(Items from a data source)
"""
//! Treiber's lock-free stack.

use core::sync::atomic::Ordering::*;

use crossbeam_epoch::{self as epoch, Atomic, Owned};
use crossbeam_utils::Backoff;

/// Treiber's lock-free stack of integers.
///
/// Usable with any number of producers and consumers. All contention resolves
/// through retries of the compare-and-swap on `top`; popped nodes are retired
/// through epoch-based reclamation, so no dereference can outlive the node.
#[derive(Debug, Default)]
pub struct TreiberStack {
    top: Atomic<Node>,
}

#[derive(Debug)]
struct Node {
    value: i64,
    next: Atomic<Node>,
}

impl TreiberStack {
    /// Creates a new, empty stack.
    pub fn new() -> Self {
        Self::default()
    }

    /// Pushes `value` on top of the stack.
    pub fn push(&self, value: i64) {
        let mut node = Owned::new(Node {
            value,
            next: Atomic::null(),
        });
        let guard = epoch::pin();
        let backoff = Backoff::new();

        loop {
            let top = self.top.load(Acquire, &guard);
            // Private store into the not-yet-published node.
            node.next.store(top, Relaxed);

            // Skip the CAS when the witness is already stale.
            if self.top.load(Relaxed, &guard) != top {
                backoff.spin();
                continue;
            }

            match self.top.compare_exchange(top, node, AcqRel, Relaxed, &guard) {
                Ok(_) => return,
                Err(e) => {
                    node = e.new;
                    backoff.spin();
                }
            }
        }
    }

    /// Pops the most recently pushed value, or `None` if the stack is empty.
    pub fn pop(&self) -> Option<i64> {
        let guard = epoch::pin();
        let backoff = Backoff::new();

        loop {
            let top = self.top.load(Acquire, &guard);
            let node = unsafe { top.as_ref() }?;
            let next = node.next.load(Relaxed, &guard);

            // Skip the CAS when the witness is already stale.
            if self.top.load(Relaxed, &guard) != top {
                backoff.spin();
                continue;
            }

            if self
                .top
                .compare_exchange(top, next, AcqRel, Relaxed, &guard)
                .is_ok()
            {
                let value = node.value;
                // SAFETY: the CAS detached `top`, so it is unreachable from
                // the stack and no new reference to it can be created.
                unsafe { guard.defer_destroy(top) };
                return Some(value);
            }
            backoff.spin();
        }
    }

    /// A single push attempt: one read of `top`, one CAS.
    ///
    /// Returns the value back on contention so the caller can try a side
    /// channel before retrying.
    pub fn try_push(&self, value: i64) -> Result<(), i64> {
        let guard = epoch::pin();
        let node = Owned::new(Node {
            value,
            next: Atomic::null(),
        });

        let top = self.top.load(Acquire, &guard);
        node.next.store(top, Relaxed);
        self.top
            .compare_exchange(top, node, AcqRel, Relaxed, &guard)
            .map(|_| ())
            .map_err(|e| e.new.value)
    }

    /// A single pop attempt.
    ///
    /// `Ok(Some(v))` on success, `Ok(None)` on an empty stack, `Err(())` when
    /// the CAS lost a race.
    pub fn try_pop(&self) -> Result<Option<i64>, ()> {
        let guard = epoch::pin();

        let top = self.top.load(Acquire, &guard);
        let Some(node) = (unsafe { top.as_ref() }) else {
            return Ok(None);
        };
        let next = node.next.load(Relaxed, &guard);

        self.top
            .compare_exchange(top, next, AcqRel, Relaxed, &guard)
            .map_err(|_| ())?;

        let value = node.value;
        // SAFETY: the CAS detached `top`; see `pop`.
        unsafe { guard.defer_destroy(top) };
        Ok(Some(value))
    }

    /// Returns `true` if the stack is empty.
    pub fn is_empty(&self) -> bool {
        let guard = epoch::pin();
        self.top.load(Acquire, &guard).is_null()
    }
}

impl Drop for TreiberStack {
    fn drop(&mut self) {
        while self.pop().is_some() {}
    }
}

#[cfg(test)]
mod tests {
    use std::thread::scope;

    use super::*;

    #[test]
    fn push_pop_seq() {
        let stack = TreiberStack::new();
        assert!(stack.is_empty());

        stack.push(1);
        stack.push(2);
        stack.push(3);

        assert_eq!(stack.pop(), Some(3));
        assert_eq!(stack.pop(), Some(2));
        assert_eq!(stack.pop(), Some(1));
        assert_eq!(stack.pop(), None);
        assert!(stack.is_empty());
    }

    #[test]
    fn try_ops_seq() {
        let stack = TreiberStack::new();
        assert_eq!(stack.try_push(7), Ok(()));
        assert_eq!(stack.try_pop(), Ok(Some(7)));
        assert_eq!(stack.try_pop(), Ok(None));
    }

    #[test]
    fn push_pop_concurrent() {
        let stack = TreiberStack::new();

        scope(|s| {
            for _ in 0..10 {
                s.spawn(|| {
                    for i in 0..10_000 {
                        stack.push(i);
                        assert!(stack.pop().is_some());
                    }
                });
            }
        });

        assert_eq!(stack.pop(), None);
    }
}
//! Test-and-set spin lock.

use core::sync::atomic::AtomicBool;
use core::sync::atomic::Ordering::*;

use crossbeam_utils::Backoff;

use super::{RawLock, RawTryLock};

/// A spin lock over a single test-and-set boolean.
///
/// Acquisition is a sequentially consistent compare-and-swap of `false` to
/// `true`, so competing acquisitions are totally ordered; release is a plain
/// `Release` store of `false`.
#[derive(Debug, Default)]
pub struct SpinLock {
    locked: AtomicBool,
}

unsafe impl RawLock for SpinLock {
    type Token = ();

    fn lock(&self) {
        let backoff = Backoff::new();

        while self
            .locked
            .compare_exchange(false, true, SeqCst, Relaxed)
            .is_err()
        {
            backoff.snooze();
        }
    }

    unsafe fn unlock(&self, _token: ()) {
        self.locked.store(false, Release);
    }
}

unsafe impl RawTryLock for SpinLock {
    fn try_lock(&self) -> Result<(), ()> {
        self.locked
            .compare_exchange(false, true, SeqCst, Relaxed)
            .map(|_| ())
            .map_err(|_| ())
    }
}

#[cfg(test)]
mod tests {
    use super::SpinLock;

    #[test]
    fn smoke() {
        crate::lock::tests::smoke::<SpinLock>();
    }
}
"""
"""
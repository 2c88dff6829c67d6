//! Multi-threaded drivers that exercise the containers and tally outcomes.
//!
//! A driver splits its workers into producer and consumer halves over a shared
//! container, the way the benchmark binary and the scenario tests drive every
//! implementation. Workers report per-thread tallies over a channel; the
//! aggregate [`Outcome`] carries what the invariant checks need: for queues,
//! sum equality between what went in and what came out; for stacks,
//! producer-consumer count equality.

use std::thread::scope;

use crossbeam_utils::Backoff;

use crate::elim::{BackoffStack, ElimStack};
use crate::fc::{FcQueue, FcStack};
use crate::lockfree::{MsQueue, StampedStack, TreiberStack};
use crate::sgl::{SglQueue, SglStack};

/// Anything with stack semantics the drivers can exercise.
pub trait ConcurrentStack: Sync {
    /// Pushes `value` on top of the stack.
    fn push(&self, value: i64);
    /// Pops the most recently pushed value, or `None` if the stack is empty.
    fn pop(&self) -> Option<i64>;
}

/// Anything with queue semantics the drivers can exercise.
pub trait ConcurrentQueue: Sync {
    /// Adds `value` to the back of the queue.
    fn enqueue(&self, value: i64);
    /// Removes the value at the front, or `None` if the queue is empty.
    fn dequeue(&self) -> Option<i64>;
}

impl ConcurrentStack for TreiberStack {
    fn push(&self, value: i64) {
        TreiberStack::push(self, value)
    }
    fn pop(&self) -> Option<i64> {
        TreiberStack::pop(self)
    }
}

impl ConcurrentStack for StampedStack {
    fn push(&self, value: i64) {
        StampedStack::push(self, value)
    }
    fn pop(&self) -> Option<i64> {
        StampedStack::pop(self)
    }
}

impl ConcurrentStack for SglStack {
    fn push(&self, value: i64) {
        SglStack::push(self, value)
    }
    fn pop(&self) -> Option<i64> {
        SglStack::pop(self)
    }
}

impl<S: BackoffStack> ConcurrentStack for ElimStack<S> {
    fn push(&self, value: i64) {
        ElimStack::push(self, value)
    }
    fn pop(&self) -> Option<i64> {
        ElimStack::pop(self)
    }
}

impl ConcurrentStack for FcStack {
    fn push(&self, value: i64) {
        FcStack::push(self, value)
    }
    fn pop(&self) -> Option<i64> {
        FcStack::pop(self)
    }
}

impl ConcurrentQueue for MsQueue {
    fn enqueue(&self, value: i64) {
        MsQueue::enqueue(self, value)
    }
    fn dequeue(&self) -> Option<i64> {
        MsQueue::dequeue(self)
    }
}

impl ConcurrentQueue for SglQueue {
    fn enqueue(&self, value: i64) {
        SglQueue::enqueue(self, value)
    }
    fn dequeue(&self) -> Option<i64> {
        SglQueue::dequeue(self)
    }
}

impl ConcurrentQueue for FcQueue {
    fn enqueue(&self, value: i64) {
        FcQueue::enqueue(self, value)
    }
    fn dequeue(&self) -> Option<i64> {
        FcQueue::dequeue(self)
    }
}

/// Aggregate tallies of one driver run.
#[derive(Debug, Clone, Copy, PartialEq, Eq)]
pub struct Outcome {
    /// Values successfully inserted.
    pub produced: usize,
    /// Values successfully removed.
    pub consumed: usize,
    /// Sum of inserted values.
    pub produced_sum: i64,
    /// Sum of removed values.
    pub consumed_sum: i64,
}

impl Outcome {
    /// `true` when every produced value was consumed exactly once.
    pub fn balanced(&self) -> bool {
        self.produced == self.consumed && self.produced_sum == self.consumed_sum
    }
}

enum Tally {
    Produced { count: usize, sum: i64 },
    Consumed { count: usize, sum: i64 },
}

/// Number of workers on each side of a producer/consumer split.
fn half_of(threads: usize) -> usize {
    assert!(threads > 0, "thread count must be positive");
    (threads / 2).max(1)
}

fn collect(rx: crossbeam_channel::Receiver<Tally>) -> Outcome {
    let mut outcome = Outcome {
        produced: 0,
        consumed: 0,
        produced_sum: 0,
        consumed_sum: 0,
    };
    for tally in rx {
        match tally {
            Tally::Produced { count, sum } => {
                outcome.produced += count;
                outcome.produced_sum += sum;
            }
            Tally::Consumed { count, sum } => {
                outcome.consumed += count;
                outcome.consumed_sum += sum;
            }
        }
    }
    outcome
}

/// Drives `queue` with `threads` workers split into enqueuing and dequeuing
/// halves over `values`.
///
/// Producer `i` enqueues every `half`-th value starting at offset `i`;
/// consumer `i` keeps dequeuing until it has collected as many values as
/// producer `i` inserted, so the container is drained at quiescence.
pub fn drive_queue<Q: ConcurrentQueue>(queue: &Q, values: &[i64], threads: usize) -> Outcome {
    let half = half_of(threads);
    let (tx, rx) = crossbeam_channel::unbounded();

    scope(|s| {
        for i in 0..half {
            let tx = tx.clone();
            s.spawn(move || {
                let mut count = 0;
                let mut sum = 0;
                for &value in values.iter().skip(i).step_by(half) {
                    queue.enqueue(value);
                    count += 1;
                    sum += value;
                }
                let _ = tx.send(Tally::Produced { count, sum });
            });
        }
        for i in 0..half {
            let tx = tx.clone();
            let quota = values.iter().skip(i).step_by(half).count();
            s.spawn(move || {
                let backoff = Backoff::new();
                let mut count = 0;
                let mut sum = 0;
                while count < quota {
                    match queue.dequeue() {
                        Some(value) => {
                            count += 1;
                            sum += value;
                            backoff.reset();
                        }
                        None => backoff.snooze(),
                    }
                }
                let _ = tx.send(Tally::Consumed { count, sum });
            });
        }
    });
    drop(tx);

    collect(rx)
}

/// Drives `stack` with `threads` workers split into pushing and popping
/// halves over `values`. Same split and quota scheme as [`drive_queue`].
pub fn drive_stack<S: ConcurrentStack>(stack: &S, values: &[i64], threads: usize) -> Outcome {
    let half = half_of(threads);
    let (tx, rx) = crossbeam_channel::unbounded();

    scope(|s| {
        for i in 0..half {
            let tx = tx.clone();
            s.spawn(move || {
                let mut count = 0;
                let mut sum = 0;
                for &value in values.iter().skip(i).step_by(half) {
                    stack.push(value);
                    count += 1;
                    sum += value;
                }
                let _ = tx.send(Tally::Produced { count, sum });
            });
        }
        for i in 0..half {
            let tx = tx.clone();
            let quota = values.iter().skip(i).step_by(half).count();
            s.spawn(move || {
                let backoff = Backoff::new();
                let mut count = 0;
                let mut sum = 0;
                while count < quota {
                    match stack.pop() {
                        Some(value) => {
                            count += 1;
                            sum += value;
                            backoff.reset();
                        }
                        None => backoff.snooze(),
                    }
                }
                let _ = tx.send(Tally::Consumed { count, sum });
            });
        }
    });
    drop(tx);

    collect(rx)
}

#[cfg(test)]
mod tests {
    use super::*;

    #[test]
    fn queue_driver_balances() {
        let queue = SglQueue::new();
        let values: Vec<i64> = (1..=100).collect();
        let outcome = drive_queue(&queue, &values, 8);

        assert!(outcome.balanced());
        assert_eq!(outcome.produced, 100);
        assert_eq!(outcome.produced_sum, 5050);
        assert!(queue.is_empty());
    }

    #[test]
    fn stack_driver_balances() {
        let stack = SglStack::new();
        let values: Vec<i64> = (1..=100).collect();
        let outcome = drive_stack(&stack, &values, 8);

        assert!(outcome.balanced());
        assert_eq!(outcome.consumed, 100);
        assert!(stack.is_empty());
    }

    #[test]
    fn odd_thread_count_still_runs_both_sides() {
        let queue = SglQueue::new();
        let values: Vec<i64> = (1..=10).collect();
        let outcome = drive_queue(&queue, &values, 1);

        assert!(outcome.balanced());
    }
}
"""
**What the task requires:** Taking the lines above, repeat exactly those from the line that contains "Treiber's lock-free stack." through the line that contains "outlive the node.", and both of those lines as well. Include nothing else.

**Reply to the task:**
//! Treiber's lock-free stack.

use core::sync::atomic::Ordering::*;

use crossbeam_epoch::{self as epoch, Atomic, Owned};
use crossbeam_utils::Backoff;

/// Treiber's lock-free stack of integers.
///
/// Usable with any number of producers and consumers. All contention resolves
/// through retries of the compare-and-swap on `top`; popped nodes are retired
/// through epoch-based reclamation, so no dereference can outlive the node.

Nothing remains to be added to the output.